Lactose (dairy) Intolerance

The problem behind lactose intolerance is a deficiency of lactase. Lactase is an enzyme produced by the lining of your small intestine. It is a clinical syndrome, with symptoms including abdominal pain, diarrhoea, nausea, flatulence, and/or bloating after ingesting lactose-containing substances. The condition should not be confused with milk allergies, which is an immune response. 

Because the lactose is not absorbed in the gut, it can draw fluids into the intestine by osmosis, which produces softer stools (diarrhoea), and the carbohydrate can be metabolised by certain intestinal bacteria that produce carbon dioxide, methane and hydrogen as waste products, thereby leading to flatulence. 

Nutritional guidelines to minimise symptoms of lactose intolerance: 
Drink less milk more often. Rather have small servings of milk, no more than 100ml at a time. The smaller the serving, the less likely it is to cause gastrointestinal problems. 

Save milk for mealtimes. Drink milk with other foods, rather than drinking milk alone. This slows the digestive process, so you reduce your chance of experiencing lactose intolerance. 

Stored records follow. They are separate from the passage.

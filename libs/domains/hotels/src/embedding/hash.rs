//! Deterministic hashed bag-of-words embeddings.
//!
//! Needs no model or network, so it backs development setups and tests. Texts
//! sharing words land close together under cosine distance, which is enough to
//! exercise the similarity pipeline end to end.

use async_trait::async_trait;

use super::provider::EmbeddingProvider;
use crate::error::HotelResult;

const FNV_OFFSET: u64 = 0xcbf2_9ce4_8422_2325;
const FNV_PRIME: u64 = 0x0000_0100_0000_01b3;

#[derive(Debug, Clone, Copy)]
pub struct HashEmbeddingProvider {
    dimension: usize,
}

impl HashEmbeddingProvider {
    pub fn new(dimension: usize) -> Self {
        Self {
            dimension: dimension.max(1),
        }
    }

    /// L2-normalized signed token histogram of `text`.
    pub fn embed_text(&self, text: &str) -> Vec<f32> {
        let mut vector = vec![0.0f32; self.dimension];

        for token in tokens(text) {
            let hash = fnv1a(token.as_bytes());
            let bucket = (hash % self.dimension as u64) as usize;
            let sign = if hash >> 63 == 0 { 1.0 } else { -1.0 };
            vector[bucket] += sign;
        }

        let norm = vector.iter().map(|x| x * x).sum::<f32>().sqrt();
        if norm == 0.0 {
            // Empty text still needs a non-zero vector for cosine distance
            vector[0] = 1.0;
        } else {
            vector.iter_mut().for_each(|x| *x /= norm);
        }
        vector
    }
}

fn tokens(text: &str) -> impl Iterator<Item = String> + '_ {
    text.split(|c: char| !c.is_alphanumeric())
        .filter(|t| !t.is_empty())
        .map(str::to_lowercase)
}

fn fnv1a(bytes: &[u8]) -> u64 {
    bytes.iter().fold(FNV_OFFSET, |hash, b| {
        (hash ^ u64::from(*b)).wrapping_mul(FNV_PRIME)
    })
}

#[async_trait]
impl EmbeddingProvider for HashEmbeddingProvider {
    fn name(&self) -> &'static str {
        "hash"
    }

    fn dimension(&self) -> usize {
        self.dimension
    }

    async fn embed_batch(&self, texts: &[String]) -> HotelResult<Vec<Vec<f32>>> {
        Ok(texts.iter().map(|t| self.embed_text(t)).collect())
    }
}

Experiment with an assortment of dairy products. Not all dairy products have the same amount of lactose. For example, hard cheeses such as Swiss or cheddar have small amounts of lactose and generally cause no symptoms. You may well be able to tolerate cultured milk products, such as yogurt, because the bacteria used in the culturing process naturally produce the enzyme that breaks down lactose. 

Go for dairy alternatives. There are many alternatives to bovine milk such as goat or soya milk and dairy products. Although these products may take a little getting to, after time they be enjoyed as much as their dairy counterparts! 

Watch out for hidden lactose. You may be overloading on lactose without realising it. Although milk and foods made from milk are the only natural sources of lactose, this sugar is often added to prepared foods, such as cereal, instant soups, salad dressings, milk chocolate and baking mixes. Before putting these items in your grocery cart, check their labels for milk and lactose in the ingredient list. Also look for other words that indicate lactose, such as whey, milk by-products, fat-free dry milk powder, malted milk, buttermilk and dry milk solids. In addition, you'll need to look for lactose in any prescription and over-the-counter medications you're taking. Many medicines contain lactose, but because they contain only very small amounts, they typically affect only people with severe lactose intolerance. Read more about allergies and food intolerances. 

Seek other sources of calcium. If you can't tolerate dairy products in large amounts, you can get calcium in broccoli, leafy greens, canned salmon, almonds, oranges, certain kinds of tofu and soy milk, and calcium-fortified breads and juices. Consult a dietitian if you need ideas for getting more calcium into your diet. 

Supplements may help you manage lactose intolerance: 
Lactase enzyme tablets. These tablets contain the enzyme that breaks down lactose, reducing the amount your body must digest on its own. You can take tablets just before a meal or snack. Improvement of symptoms may vary from one person to another, but tablets do help many people. 

Take a calcium supplement. Calcium supplements are helpful for many people, but especially if you have lactose intolerance and are unable to eat dairy products. 

Try probiotics. Probiotics are living organisms present in your intestines that help maintain a healthy digestive system. These are sometimes used for gastrointestinal conditions such as diarrhoea and irritable bowel syndrome. They may also help your body digest lactose. Probiotics are generally considered safe if used properly and may be worth a try if other methods don't help. 

Did you know? 
Goat milk has become increasingly popular as an alternative for people who have allergies to cow milk. 

  1. The fat in goat milk is easier to digest.
  2. The protein in goat milk is easily and rapidly digestible.
  3. Goat milk contains only trace amounts of the allergenic ‘casein’ protein, alpha-S1, found in cow milk.
  4. Goat milk contains slightly lower levels of lactose (4.1 percent versus 4.7 percent in cow milk).
  5. Goat milk is deficient in folic acid and has to be fortified before considering it as an infant formula.